SOURCE INFORMATION
_ _ _ _

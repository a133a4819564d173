//! Ethereum keystore CLI
//!
//! Usage:
//!   evm_keystore new                        # Create an encrypted key in ./keystore
//!   evm_keystore address                    # Unlock and print the address
//!   evm_keystore sign "hello"               # Sign a message
//!   evm_keystore verify "hello" 0x...       # Recover the signer
//!   evm_keystore check                      # Sign/recover self-check
//!   evm_keystore kind 0x... -r nodes.json   # Classify an address

use std::path::Path;
use std::process;

use clap::Parser;
use tracing_subscriber::EnvFilter;

use evm_keystore::config::Command;
use evm_keystore::password::{FilePassword, PasswordSource, PromptPassword};
use evm_keystore::wallet::MAX_PASSWORD_ATTEMPTS;
use evm_keystore::{
    classify, self_check, verify, with_password_retries, Address, Config, KeyDir, Registry,
    Signature, Wallet,
};

fn main() {
    let config = Config::parse();

    // Validate configuration
    if let Err(e) = config.validate() {
        eprintln!("Configuration error: {}", e);
        process::exit(1);
    }

    init_logging(&config.log_level);

    if let Err(e) = run(&config) {
        eprintln!("Error: {}", e);
        process::exit(1);
    }
}

fn init_logging(level: &str) {
    let filter = EnvFilter::try_from_default_env().unwrap_or_else(|_| EnvFilter::new(level));

    tracing_subscriber::fmt()
        .with_env_filter(filter)
        .with_target(false)
        .with_writer(std::io::stderr)
        .init();
}

/// Returns the password source and how many attempts it gets.
///
/// A password file gives the same answer every time, so only the
/// interactive prompt is asked again.
fn password_source(config: &Config) -> (Box<dyn PasswordSource>, usize) {
    match config.resolved_password_file() {
        Some(path) => {
            let source: Box<dyn PasswordSource> = Box::new(FilePassword::new(path));
            (source, 1)
        }
        None => {
            let source: Box<dyn PasswordSource> = Box::new(PromptPassword);
            (source, MAX_PASSWORD_ATTEMPTS)
        }
    }
}

fn open_wallet(config: &Config, file: Option<&Path>) -> evm_keystore::Result<Wallet> {
    let (mut passwords, attempts) = password_source(config);
    let dir = KeyDir::new(&config.keystore);
    with_password_retries(attempts, || match file {
        Some(path) => Wallet::open(path, passwords.as_mut()),
        None => Wallet::unlock(&dir, passwords.as_mut()),
    })
}

fn run(config: &Config) -> evm_keystore::Result<()> {
    match &config.command {
        Command::New { .. } => {
            let dir = KeyDir::new(&config.keystore);
            let (mut passwords, attempts) = password_source(config);
            let wallet = with_password_retries(attempts, || {
                Wallet::create(&dir, passwords.as_mut(), config.scrypt_params())
            })?;

            println!("Path:    {}", wallet.path().display());
            println!("Address: {}", wallet.address());
        }
        Command::Address { file } => {
            let wallet = open_wallet(config, file.as_deref())?;
            println!("{}", wallet.address());
        }
        Command::Sign { message, file } => {
            let wallet = open_wallet(config, file.as_deref())?;
            let signature = wallet.sign(message.as_bytes());

            println!("Address:   {}", wallet.address());
            println!("Signature: {}", signature);
        }
        Command::Verify {
            message,
            signature,
            expect,
        } => {
            let signature: Signature = signature.parse()?;
            let signer = verify(message.as_bytes(), &signature)?;
            println!("Signer: {}", signer);

            if let Some(expect) = expect {
                let expected: Address = expect.parse()?;
                if signer != expected {
                    return Err(evm_keystore::Error::InvalidSignature(format!(
                        "signed by {}, expected {}",
                        signer, expected
                    )));
                }
                println!("Signature matches {}", expected);
            }
        }
        Command::Check => {
            let wallet = open_wallet(config, None)?;
            let check = self_check(wallet.keypair())?;

            println!("Key file:  {}", wallet.path().display());
            println!("Address:   {}", check.address);
            println!("Signature: 0x{}", check.signature_hex);
            println!("Recovered: {}", check.recovered);
        }
        Command::Kind { address, registry } => {
            let registry = Registry::load(registry)?;
            let kind = classify(address, &registry);
            println!("{} ({})", kind, kind.code());
        }
    }

    Ok(())
}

_ _ _ _

WHAT THIS TASK INVOLVES
What lines above hold the word "expected"? Pull each one out.

EXERCISE SOLUTION
                let expected: Address = expect.parse()?;
                if signer != expected {
                        "signed by {}, expected {}",
                        signer, expected
                println!("Signature matches {}", expected);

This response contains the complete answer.